Andante 17: Pillow Talk

2.8K 486 19
                                    

Wonwoo baru saja mengirim pesan singkat pada Jeonghan ketika ia mulai menutup pintu apartemennya tadi. Sekarang ia ada di depan cermin dengan rambut basah karena baru saja selesai mandi. Ia hanya mengirimkan satu kalimat yang berbunyi, "Aku membutuhkanmu Hannie-ya." Namun tidak sampai satu jam bel apartemennya ditekan oleh orang yang tidak sabaran, berkali-kali sampai Wonwoo harus menghentikan aktivitasnya di depan cermin dan mendecak kesal sambil berjalan membukakan pintu.

"Lama sekali sih membuka pintunya! Kau sakit? Ada apa? Ada orang jahat? Ada yang menyakitimu?" Jeonghan bertanya tidak sabar seperti letupan kembang api malam tahun baru, tidak ada jeda. Tangannya meraba kening Wonwoo, memastikan bahwa pria manis bertubuh kurus yang terlihat lemah itu tidak sedang sakit. Mungkin Wonwoo harus sedikit bersyukur memiliki sahabat sekaligus pengganti ibu seperti Jeonghan.

"Wow! Wow! Santai sedikit." Wonwoo memundurkan tubuhnya satu langkah dari jangkauan tangan Jeonghan yang meraba setiap inchi wajahnya, Wonwoo takut kalau-kalau kuku panjang yang mengkilap dan terawat milik sang sahabat menusuk matanya.

Jeonghan merangsek masuk dan langsung menutup pintu dengan tergesa-gesa seakan ada orang lain yang menerobos masuk. Wonwoo hanya menggeleng ringan dan meninggalkan Jeonghan lebih dulu untuk masuk ke kamarnya dan berganti piyama.

"Jadi ada apa sampai-sampai kau membutuhkanku?" Jeonghan telah lebih dulu duduk di ranjang Wonwoo sambil memeluk bantal dan menumpukan dagunya.

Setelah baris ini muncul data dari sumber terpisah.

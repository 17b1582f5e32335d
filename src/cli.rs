use anyhow::Result;

#[derive(Debug, PartialEq, Eq)]
pub(crate) enum CliCommand {
    Scan,
    Watch { interval: Option<u64> },
    Devices,
    Alerts,
    Health,
    Rename { mac: String, name: String },
    Help,
    Version,
}

pub(crate) fn version_text() -> String {
    format!("netview {}", env!("CARGO_PKG_VERSION"))
}

pub(crate) fn usage_text() -> String {
    format!(
        "{version}
NetView Core Engine — Subnet Discovery & Device Registry CLI

Usage:
  netview [scan]
  netview watch [--interval <SECS>]
  netview devices
  netview alerts
  netview health
  netview rename --mac <MAC> --name <NAME>
  netview --help
  netview --version

Options:
      --interval <SECS>  Watch: seconds between reconciliation cycles
                         (default: NETVIEW_SCAN_INTERVAL_SECS or 30)
      --mac <MAC>        Rename: device MAC address (any common separator)
      --name <NAME>      Rename: user label; an empty value clears it
  -h, --help             Show this help text
  -V, --version          Show version",
        version = version_text()
    )
}

fn parse_u64_arg(flag: &str, raw: &str) -> Result<u64> {
    raw.parse::<u64>().ok().filter(|v| *v > 0).ok_or_else(|| {
        anyhow::anyhow!(
            "Invalid value for {}: '{}'. Expected a positive integer.\n\n{}",
            flag,
            raw,
            usage_text()
        )
    })
}

pub(crate) fn parse_cli_args<I, S>(args: I) -> Result<CliCommand>
where
    I: IntoIterator<Item = S>,
    S: AsRef<str>,
{
    let mut iter = args.into_iter();
    let _program_name = iter.next();

    let mut command: Option<String> = None;
    let mut interval: Option<u64> = None;
    let mut mac: Option<String> = None;
    let mut name: Option<String> = None;

    while let Some(arg) = iter.next() {
        let arg = arg.as_ref();
        match arg {
            "-h" | "--help" => return Ok(CliCommand::Help),
            "-V" | "--version" => return Ok(CliCommand::Version),
            "scan" | "watch" | "devices" | "alerts" | "health" | "rename" => {
                if command.as_deref().is_some_and(|existing| existing != arg) {
                    return Err(anyhow::anyhow!(
                        "Multiple commands provided. Use only one command.\n\n{}",
                        usage_text()
                    ));
                }
                command = Some(arg.to_string());
            }
            "--interval" => {
                let value = iter.next().ok_or_else(|| {
                    anyhow::anyhow!("Missing value for --interval.\n\n{}", usage_text())
                })?;
                interval = Some(parse_u64_arg("--interval", value.as_ref())?);
            }
            "--mac" => {
                let value = iter.next().ok_or_else(|| {
                    anyhow::anyhow!("Missing value for --mac.\n\n{}", usage_text())
                })?;
                mac = Some(value.as_ref().to_string());
            }
            "--name" => {
                let value = iter.next().ok_or_else(|| {
                    anyhow::anyhow!("Missing value for --name.\n\n{}", usage_text())
                })?;
                name = Some(value.as_ref().to_string());
            }
            _ if arg.starts_with("--interval=") => {
                let value = &arg["--interval=".len()..];
                interval = Some(parse_u64_arg("--interval", value)?);
            }
            _ if arg.starts_with("--mac=") => {
                mac = Some(arg["--mac=".len()..].to_string());
            }
            _ if arg.starts_with("--name=") => {
                name = Some(arg["--name=".len()..].to_string());
            }
            _ => {
                return Err(anyhow::anyhow!(
                    "Unknown argument: '{}'.\n\n{}",
                    arg,
                    usage_text()
                ));
            }
        }
    }

    match command.as_deref() {
        None | Some("scan") => Ok(CliCommand::Scan),
        Some("watch") => Ok(CliCommand::Watch { interval }),
        Some("devices") => Ok(CliCommand::Devices),
        Some("alerts") => Ok(CliCommand::Alerts),
        Some("health") => Ok(CliCommand::Health),
        Some("rename") => {
            let mac = mac.ok_or_else(|| {
                anyhow::anyhow!("rename requires --mac <MAC>.\n\n{}", usage_text())
            })?;
            let name = name.ok_or_else(|| {
                anyhow::anyhow!("rename requires --name <NAME>.\n\n{}", usage_text())
            })?;
            Ok(CliCommand::Rename { mac, name })
        }
        Some(other) => Err(anyhow::anyhow!(
            "Unknown command: '{}'.\n\n{}",
            other,
            usage_text()
        )),
    }
}
//! ICMP latency probe for health scoring

use std::net::IpAddr;
use std::time::Duration;
use surge_ping::{Client, Config, PingIdentifier, PingSequence};

/// Probe timeout; a host slower than this reports as "timeout".
const LATENCY_TIMEOUT: Duration = Duration::from_secs(2);

/// Generates a random ping identifier
fn rand_id() -> u16 {
    use std::time::SystemTime;
    let duration = SystemTime::now()
        .duration_since(SystemTime::UNIX_EPOCH)
        .unwrap_or_default();
    ((duration.as_nanos() % 0xFFFF) as u16).wrapping_add(1)
}

/// Ping the target once and report the round trip as `"Ntms"` or `"timeout"`
pub async fn measure_latency(target: &str) -> String {
    let ip: IpAddr = match target.parse() {
        Ok(ip) => ip,
        Err(e) => {
            tracing::warn!("Invalid latency probe target '{}': {}", target, e);
            return "timeout".to_string();
        }
    };

    let config = Config::default();
    let client = match Client::new(&config) {
        Ok(client) => client,
        Err(e) => {
            tracing::warn!("ICMP client unavailable ({}), reporting timeout", e);
            return "timeout".to_string();
        }
    };

    let payload = [0u8; 56];
    let mut pinger = client.pinger(ip, PingIdentifier(rand_id())).await;
    pinger.timeout(LATENCY_TIMEOUT);

    match pinger.ping(PingSequence(0), &payload).await {
        Ok((_packet, rtt)) => format!("{}ms", rtt.as_millis()),
        Err(_) => "timeout".to_string(),
    }
}
//! Common logging macros
//!
//! Provides convenient macros for structured logging throughout the codebase.

/// Log an informational message
///
/// Replacement for `eprintln!` with structured logging support.
/// Uses tracing's info! macro internally.
#[macro_export]
macro_rules! log_stderr {
    ($($arg:tt)*) => {
        tracing::info!($($arg)*);
    };
}

/// Log a debug message
#[macro_export]
macro_rules! log_debug {
    ($($arg:tt)*) => {
        tracing::debug!($($arg)*);
    };
}

/// Log a warning message
#[macro_export]
macro_rules! log_warn {
    ($($arg:tt)*) => {
        tracing::warn!($($arg)*);
    };
}

/// Log an error message
#[macro_export]
macro_rules! log_error {
    ($($arg:tt)*) => {
        tracing::error!($($arg)*);
    };
}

"Temani aku tak apa 'kan? Bermalam di sini." Wonwoo berjalan ke luar dari kamar mandi sambil mengancingkan piyamanya dan bergegas duduk di samping Jeonghan.

"Ya tapi kau harus ceritakan, dengan versi cerita paling rinci, tidak boleh ada yang terlewat sedikit pun." Jeonghan kembali menegaskan pada Wonwoo dan diberi anggukan oleh pria manis itu.

Keduanya terlarut dalam pembicaraan hati ke hati hingga tak sadar waktu menunjukkan tengah malam. Beberapa kali Wonwoo harus menjauhkan wajahnya atau menutup telinganya dengan bantal karena pekikan Jeonghan. Atau beberapa kali juga Jeonghan memukul-mukul ringan lengan Wonwoo karena terlalu gemas, ia juga kadangkala bergumam tak jelas sambil mengangguk-angguk. Wonwoo menikmatinya, merasa lega, dan mendengarkan dengan saksama setiap kata serta saran dari Jeonghan, meskipun ia tidak yakin akan melaksanakan semuanya. Ia melirik ke arah Jeonghan yang ternyata telah menjemput alam mimpinya lebih dulu, hela napas samar-samar dan teratur, serta wajah damai yang sedikit lelah. Wonwoo sadar setiap Jeonghan bermalam di sini, ia selalu merepotkan pria cantik itu. Pelan-pelan Wonwoo ikut merebahkan dirinya dan segera masuk ke dalam selimut. Mencoba memejamkan mata dan berharap bahwa hari esok dan esoknya lagi dan esoknya lagi akan berjalan dengan baik.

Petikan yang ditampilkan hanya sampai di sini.